Brasil de Fato | Porto Alegre |
Renato de Mattos Motta lançou recentemente "Pretos de Peleia – Cantos de um Brasil que a História tentou esquecer” - Divulgação

“Gente forte enfrenta a morte

Negro vai mudar a sorte

Luta, sua, sangra, morre

Vermelho na terra corre”

"Cantos que ressoam no ar salgado, materializados em lágrimas e cicatrizes de feridas ainda não esquecidas. Um choro de sofrimento e luta de mulheres e homens negros que sofreram toda a ordem de violência e desrespeito, e que foram invisibilizados na história rio-grandense." Assim, a escritora Lilian Rocha inicia o prefácio do livro “Pretos de Peleia – Cantos de um Brasil que a História tentou esquecer”, de Renato de Mattos Motta.

Vencedor na categoria Poesia do Prêmio AGES Livro do Ano 2021, a obra foi lançada no início de novembro. O autor nasceu e vive em Porto Alegre. É publicitário, poeta, faz xilogravuras, fotografias e histórias-em-quadrinhos, além de já ter trabalhado em teatro. Também conhecido por promover os Saraus Gente de Palavra.

Renato destaca que seus personagens são os pequenos que sobrevivem contra todas as expectativas. “Procuro mostrar a hipocrisia da sociedade escravista que está na raiz da formação socioeconômica do Brasil e desnudar a mentira de um Rio Grande do Sul branco onde teria havido uma “escravidão branda”. Um escravismo que permanece existindo no racismo e no preconceito social que permeia a sociedade brasileira e que se reflete hoje no afloramento fascista do bolsonarismo.”

Como ressalta Lilian Rocha, Pretos de Peleia apresenta General Manuel Padeiro, Marcelina, Alexandre Moçambique, Rosa, Jorge de Ogum... personagens de vida e morte são retratados em suas mazelas e vitórias. “A história mescla a realidade nua e crua desses heróis com a manifestação fantástica de Ogum, o Guerreiro, o Defensor de Demandas.”


A escritora Lilian Rocha é responsável pelo prefácio do livro / Divulgação

Confira a íntegra da entrevista.

Brasil de Fato RS- “Pretos de Peleia - Cantos de um Brasil que a História tentou esquecer" resgata com poemas a vida de homens e mulheres escravizados no Brasil. Como foi realizar essa pesquisa?

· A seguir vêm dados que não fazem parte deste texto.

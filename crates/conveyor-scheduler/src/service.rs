//! Pipeline service: lifecycle façade over the queue, worker pool,
//! collector and status cache.
//!
//! Constructed once with every collaborator and option passed
//! explicitly; there is no global registry and no ambient
//! configuration.

use conveyor_core::executor::StepExecutor;
use conveyor_core::job::{JobRequest, PipelineJob, RunStatus};
use conveyor_core::log::LogEntry;
use conveyor_core::{Error, JobId, Result, StepId};
use conveyor_store::{JobStore, StoreError};
use futures::StreamExt;
use futures::stream::BoxStream;
use std::collections::VecDeque;
use std::sync::atomic::{AtomicU8, Ordering};
use std::sync::{Arc, Mutex, PoisonError};
use std::time::Duration;
use tracing::{info, warn};
use uuid::Uuid;

use crate::cache::TtlCache;
use crate::collector::LogCollector;
use crate::queue::PipelineQueue;
use crate::worker::{CancelRegistry, RetryPolicy, WorkerContext, WorkerPool};

/// Every recognized option, passed once at construction.
#[derive(Debug, Clone)]
pub struct ServiceConfig {
    /// Number of workers; bounds how many jobs run at once.
    pub worker_count: usize,
    /// Queue depth; bounds how many jobs can wait.
    pub queue_capacity: usize,
    /// How long `enqueue` waits for a free slot before failing with
    /// `QueueFull`.
    pub enqueue_timeout: Duration,
    /// TTL for cached job/step status.
    pub cache_ttl: Duration,
    /// Interval of the cache's background sweep (zero disables it).
    pub cache_sweep_interval: Duration,
    /// How long `shutdown` waits for in-flight jobs before cancelling
    /// them.
    pub shutdown_grace: Duration,
    /// Retry policy for executor infrastructure failures.
    pub retry: RetryPolicy,
}

impl Default for ServiceConfig {
    fn default() -> Self {
        Self {
            worker_count: 4,
            queue_capacity: 64,
            enqueue_timeout: Duration::from_secs(5),
            cache_ttl: Duration::from_secs(30),
            cache_sweep_interval: Duration::from_secs(60),
            shutdown_grace: Duration::from_secs(30),
            retry: RetryPolicy::default(),
        }
    }
}

/// Cached status of a job or a step, keyed by its UUID.
#[derive(Debug, Clone, Copy, PartialEq, Eq)]
pub enum CachedStatus {
    Job(RunStatus),
    Step(RunStatus),
}

pub(crate) type StatusCache = TtlCache<Uuid, CachedStatus>;

const STATE_IDLE: u8 = 0;
const STATE_RUNNING: u8 = 1;
const STATE_STOPPED: u8 = 2;

const LOG_PAGE: u64 = 256;

/// Lifecycle façade exposed to the HTTP layer.
///
/// Must be constructed inside a Tokio runtime (the status cache runs a
/// background sweep task).
pub struct PipelineService {
    config: ServiceConfig,
    store: Arc<dyn JobStore>,
    executor: Arc<dyn StepExecutor>,
    queue: Arc<PipelineQueue>,
    cache: Arc<StatusCache>,
    collector: Arc<LogCollector>,
    cancellations: Arc<CancelRegistry>,
    state: AtomicU8,
    pool: Mutex<Option<WorkerPool>>,
}

impl PipelineService {
    pub fn new(
        config: ServiceConfig,
        store: Arc<dyn JobStore>,
        executor: Arc<dyn StepExecutor>,
    ) -> Self {
        let queue = Arc::new(PipelineQueue::new(config.queue_capacity));
        let cache = Arc::new(TtlCache::new(config.cache_sweep_interval));
        let collector = Arc::new(LogCollector::new(Arc::clone(&store)));
        Self {
            config,
            store,
            executor,
            queue,
            cache,
            collector,
            cancellations: Arc::new(CancelRegistry::new()),
            state: AtomicU8::new(STATE_IDLE),
            pool: Mutex::new(None),
        }
    }

    /// Spin up the worker pool and begin draining the queue. Not
    /// re-entrant: a second call (including after shutdown) errors.
    pub fn start(&self) -> Result<()> {
        self.state
            .compare_exchange(
                STATE_IDLE,
                STATE_RUNNING,
                Ordering::AcqRel,
                Ordering::Acquire,
            )
            .map_err(|_| Error::AlreadyStarted)?;

        let ctx = Arc::new(WorkerContext {
            queue: Arc::clone(&self.queue),
            executor: Arc::clone(&self.executor),
            store: Arc::clone(&self.store),
            collector: Arc::clone(&self.collector),
            cache: Arc::clone(&self.cache),
            cancellations: Arc::clone(&self.cancellations),
            retry: self.config.retry,
        });
        let pool = WorkerPool::spawn(self.config.worker_count, ctx);

        let mut slot = self.pool.lock().unwrap_or_else(PoisonError::into_inner);
        *slot = Some(pool);
        info!(workers = self.config.worker_count, "pipeline service started");
        Ok(())
    }

    /// Signal the pool and queue to stop, wait up to the grace period,
    /// and release the cache. Idempotent.
    pub async fn shutdown(&self) -> Result<()> {
        if self.state.swap(STATE_STOPPED, Ordering::AcqRel) == STATE_STOPPED {
            return Ok(());
        }
        self.queue.close();

        let pool = {
            let mut slot = self.pool.lock().unwrap_or_else(PoisonError::into_inner);
            slot.take()
        };
        if let Some(pool) = pool {
            pool.shutdown(&self.cancellations, self.config.shutdown_grace)
                .await;
        }

        self.cache.close();
        info!("pipeline service stopped");
        Ok(())
    }

    /// Accept a new job for execution. Blocks up to the configured
    /// enqueue timeout when the queue is full.
    pub async fn enqueue(&self, req: JobRequest) -> Result<JobId> {
        let job = PipelineJob::from_request(req);
        let job_id = job.id;

        // Record the job before it is visible to workers; failures here
        // degrade observability only.
        if let Err(e) = self.store.save_job(&job).await {
            warn!(job_id = %job_id, error = %e, "job record write failed at enqueue");
        }

        // Register the cancellation token up front so a job can be
        // cancelled while still queued.
        let _ = self.cancellations.token(job_id);

        match self.queue.enqueue(job, self.config.enqueue_timeout).await {
            Ok(()) => {
                info!(job_id = %job_id, "job enqueued");
                Ok(job_id)
            }
            Err(e) => {
                self.cancellations.remove(job_id);
                Err(e)
            }
        }
    }

    /// Current status of a job, served from the cache when fresh.
    pub async fn get_job_status(&self, id: JobId) -> Result<RunStatus> {
        if let Some(CachedStatus::Job(status)) = self.cache.get(id.as_uuid()) {
            return Ok(status);
        }
        let job = self.store.load_job(id).await.map_err(store_err)?;
        self.cache.set(
            *id.as_uuid(),
            CachedStatus::Job(job.status),
            self.config.cache_ttl,
        );
        Ok(job.status)
    }

    /// Current status of a step, served from the cache when fresh.
    pub async fn get_step_status(&self, id: StepId) -> Result<RunStatus> {
        if let Some(CachedStatus::Step(status)) = self.cache.get(id.as_uuid()) {
            return Ok(status);
        }
        let step = self.store.load_step(id).await.map_err(store_err)?;
        self.cache.set(
            *id.as_uuid(),
            CachedStatus::Step(step.status),
            self.config.cache_ttl,
        );
        Ok(step.status)
    }

    /// Lazy, finite stream of a step's log entries in append order,
    /// starting at `offset`. A caller can resume from any offset
    /// without missing or duplicating entries.
    pub fn stream_logs(&self, step_id: StepId, offset: u64) -> BoxStream<'static, Result<LogEntry>> {
        struct State {
            store: Arc<dyn JobStore>,
            step_id: StepId,
            offset: u64,
            buf: VecDeque<LogEntry>,
            done: bool,
        }

        let state = State {
            store: Arc::clone(&self.store),
            step_id,
            offset,
            buf: VecDeque::new(),
            done: false,
        };

        futures::stream::unfold(state, |mut st| async move {
            loop {
                if let Some(entry) = st.buf.pop_front() {
                    return Some((Ok(entry), st));
                }
                if st.done {
                    return None;
                }
                match st.store.list_log_entries(st.step_id, st.offset, LOG_PAGE).await {
                    Ok(page) => {
                        if (page.len() as u64) < LOG_PAGE {
                            st.done = true;
                        }
                        st.offset += page.len() as u64;
                        st.buf.extend(page);
                        if st.buf.is_empty() {
                            return None;
                        }
                    }
                    Err(e) => {
                        st.done = true;
                        return Some((Err(store_err(e)), st));
                    }
                }
            }
        })
        .boxed()
    }

    /// Request cancellation of a queued or running job. The owning
    /// worker resolves the job to a terminal Cancelled status.
    pub fn cancel(&self, job_id: JobId) -> Result<()> {
        if self.cancellations.cancel(job_id) {
            info!(job_id = %job_id, "cancellation requested");
            Ok(())
        } else {
            Err(Error::NotFound(format!("job {}", job_id)))
        }
    }

    /// Number of log entries lost to persistence failures since start.
    pub fn dropped_log_writes(&self) -> u64 {
        self.collector.dropped_writes()
    }
}

fn store_err(e: StoreError) -> Error {
    match e {
        StoreError::NotFound(what) => Error::NotFound(what),
        other => Error::Store(other.to_string()),
    }
}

Renato de Mattos Motta - Na verdade, eu não parti da premissa de uma pesquisa histórica tradicional – que geralmente vai atrás dos grandes fatos e figuras em posições de decisão – minha ideia a princípio foi a de escrever um poema narrativo ficcional focado no dia a dia dos pequenos, dos menores de todos, aqueles que foram escravizados, engambelados com a promessa de uma liberdade que nunca veio e, finalmente, entregues ao sacrifício nas mãos imperiais como preço do dito “Tratado de Ponche Verde”, na verdade uma rendição. A criação deste poema começou pelo segundo canto, mais especificamente pelo segundo poema do segundo canto. À medida que pesquisava me voltou à memória a notícia do Quilombo de Manuel Padeiro, um grupo de negros que aterrorizou a região de Pelotas pouco antes do começo da revolta farroupilha.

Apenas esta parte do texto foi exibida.